Produce word for word the lines of the data below running from the one that has "states via double" to the one that has "partition refinement. The", inclusive, and no others.
___ SOURCE MATERIAL
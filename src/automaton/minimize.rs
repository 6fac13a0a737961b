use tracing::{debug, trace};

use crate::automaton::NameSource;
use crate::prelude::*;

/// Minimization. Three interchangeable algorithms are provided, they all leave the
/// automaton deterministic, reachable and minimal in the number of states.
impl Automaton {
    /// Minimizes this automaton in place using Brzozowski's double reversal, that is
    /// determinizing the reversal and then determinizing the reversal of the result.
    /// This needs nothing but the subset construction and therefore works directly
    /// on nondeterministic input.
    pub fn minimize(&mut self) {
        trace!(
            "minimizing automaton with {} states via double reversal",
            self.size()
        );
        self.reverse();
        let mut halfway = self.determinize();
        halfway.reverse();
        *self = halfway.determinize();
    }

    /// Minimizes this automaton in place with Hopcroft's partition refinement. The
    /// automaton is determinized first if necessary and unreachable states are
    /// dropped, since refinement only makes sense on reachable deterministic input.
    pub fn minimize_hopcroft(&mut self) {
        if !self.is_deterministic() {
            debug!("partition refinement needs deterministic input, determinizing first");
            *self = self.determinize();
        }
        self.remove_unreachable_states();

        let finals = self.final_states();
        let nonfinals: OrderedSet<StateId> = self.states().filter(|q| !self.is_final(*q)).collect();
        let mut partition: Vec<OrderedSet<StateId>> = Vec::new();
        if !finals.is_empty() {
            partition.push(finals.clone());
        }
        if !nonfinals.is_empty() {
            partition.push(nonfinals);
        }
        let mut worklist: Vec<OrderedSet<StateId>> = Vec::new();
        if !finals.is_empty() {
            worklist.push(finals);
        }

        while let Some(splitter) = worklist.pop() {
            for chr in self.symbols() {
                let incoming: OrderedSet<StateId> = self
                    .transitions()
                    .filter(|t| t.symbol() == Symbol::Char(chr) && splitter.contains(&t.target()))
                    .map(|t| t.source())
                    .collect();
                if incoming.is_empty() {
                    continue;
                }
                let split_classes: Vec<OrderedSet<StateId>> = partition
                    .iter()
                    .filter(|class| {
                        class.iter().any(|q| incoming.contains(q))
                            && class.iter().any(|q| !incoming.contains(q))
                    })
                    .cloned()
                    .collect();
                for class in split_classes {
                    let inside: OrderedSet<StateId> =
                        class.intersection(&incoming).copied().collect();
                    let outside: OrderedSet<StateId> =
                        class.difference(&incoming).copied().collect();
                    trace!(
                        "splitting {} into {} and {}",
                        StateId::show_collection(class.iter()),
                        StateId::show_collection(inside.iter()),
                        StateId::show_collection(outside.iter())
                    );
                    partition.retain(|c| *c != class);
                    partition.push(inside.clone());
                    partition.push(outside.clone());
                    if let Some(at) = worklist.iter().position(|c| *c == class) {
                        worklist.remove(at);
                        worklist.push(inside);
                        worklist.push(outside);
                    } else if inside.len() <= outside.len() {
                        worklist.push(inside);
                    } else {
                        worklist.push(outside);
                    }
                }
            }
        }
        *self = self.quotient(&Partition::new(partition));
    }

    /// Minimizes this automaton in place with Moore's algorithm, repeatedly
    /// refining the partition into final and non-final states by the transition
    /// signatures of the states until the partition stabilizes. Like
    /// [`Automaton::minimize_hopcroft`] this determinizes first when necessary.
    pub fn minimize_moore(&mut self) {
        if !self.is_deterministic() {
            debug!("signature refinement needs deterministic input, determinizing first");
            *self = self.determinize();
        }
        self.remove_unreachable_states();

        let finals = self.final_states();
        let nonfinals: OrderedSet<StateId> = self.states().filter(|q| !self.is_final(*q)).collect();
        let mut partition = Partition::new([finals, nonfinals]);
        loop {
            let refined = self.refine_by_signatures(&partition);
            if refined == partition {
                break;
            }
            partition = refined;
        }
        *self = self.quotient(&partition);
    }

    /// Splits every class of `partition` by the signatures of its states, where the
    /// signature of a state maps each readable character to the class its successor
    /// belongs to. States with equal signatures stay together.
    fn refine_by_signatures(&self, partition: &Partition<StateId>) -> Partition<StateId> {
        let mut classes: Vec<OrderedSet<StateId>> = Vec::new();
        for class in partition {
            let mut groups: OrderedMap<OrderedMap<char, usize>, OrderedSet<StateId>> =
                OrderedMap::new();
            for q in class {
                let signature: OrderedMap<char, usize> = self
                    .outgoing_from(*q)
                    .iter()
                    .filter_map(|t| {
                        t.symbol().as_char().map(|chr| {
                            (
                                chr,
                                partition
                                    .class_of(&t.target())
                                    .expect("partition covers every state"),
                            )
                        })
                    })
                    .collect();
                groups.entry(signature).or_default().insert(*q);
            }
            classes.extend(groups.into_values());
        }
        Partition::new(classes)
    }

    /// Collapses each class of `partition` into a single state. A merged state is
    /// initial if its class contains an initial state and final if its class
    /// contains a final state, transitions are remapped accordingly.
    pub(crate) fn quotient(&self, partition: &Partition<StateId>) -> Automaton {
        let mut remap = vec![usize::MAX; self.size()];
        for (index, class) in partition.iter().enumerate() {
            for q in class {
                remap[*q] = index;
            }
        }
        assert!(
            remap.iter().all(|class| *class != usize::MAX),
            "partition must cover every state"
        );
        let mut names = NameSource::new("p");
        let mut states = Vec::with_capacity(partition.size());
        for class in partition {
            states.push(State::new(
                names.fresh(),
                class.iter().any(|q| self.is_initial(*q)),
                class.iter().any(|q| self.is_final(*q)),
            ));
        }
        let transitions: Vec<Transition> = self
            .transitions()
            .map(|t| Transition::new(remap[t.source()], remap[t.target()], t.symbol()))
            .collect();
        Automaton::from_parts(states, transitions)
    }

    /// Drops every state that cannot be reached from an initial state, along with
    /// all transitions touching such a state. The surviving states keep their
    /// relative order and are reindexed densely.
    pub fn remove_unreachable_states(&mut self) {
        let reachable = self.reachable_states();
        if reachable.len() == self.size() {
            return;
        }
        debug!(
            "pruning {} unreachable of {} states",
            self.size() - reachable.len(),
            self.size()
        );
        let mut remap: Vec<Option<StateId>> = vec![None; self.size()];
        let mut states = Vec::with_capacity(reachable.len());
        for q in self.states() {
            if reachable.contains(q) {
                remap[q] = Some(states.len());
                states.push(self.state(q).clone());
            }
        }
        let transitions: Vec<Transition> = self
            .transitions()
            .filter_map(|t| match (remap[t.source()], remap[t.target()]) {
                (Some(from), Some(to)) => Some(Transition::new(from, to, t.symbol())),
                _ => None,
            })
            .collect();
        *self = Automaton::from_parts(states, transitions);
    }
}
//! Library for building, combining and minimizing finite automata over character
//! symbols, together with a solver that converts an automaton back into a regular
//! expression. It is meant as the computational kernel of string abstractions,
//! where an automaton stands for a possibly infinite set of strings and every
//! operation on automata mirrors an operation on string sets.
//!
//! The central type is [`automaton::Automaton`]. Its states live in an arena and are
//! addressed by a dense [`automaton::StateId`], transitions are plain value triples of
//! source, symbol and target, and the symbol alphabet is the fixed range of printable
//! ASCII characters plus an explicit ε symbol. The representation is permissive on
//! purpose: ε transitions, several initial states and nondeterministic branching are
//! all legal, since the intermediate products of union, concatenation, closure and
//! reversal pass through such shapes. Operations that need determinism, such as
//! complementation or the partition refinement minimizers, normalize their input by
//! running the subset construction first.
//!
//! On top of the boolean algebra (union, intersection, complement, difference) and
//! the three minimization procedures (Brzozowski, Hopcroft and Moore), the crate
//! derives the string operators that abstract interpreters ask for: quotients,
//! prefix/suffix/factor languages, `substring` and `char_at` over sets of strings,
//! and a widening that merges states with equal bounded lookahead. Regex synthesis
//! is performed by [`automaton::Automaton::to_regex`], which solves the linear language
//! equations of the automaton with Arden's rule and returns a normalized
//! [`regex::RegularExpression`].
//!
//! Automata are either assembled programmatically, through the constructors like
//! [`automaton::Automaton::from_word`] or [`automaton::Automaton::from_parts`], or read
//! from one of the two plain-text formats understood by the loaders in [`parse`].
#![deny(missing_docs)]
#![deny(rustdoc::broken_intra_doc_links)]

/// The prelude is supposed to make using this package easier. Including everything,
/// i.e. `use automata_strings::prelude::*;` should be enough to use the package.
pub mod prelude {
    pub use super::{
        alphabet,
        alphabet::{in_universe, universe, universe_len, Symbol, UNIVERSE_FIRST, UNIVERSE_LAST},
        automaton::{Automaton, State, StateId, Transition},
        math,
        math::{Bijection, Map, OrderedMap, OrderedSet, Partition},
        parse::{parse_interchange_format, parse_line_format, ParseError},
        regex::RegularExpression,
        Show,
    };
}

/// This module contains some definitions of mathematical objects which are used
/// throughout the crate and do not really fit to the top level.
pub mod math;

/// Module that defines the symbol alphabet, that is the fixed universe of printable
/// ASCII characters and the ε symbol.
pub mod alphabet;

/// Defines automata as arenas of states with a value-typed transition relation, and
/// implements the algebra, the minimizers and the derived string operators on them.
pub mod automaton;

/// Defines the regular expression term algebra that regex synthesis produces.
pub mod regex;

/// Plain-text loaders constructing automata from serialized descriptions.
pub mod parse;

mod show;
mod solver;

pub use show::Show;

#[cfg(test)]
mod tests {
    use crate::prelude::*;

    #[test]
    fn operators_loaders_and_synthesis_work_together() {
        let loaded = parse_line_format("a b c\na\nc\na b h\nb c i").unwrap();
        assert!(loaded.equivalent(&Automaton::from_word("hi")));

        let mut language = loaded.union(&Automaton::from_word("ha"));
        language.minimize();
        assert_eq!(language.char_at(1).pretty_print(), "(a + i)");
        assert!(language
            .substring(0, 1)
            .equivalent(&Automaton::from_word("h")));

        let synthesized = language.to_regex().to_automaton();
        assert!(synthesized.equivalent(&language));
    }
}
______
- _EXPECTED OUTPUT_:
            "minimizing automaton with {} states via double reversal",
            self.size()
        );
        self.reverse();
        let mut halfway = self.determinize();
        halfway.reverse();
        *self = halfway.determinize();
    }

    /// Minimizes this automaton in place with Hopcroft's partition refinement. The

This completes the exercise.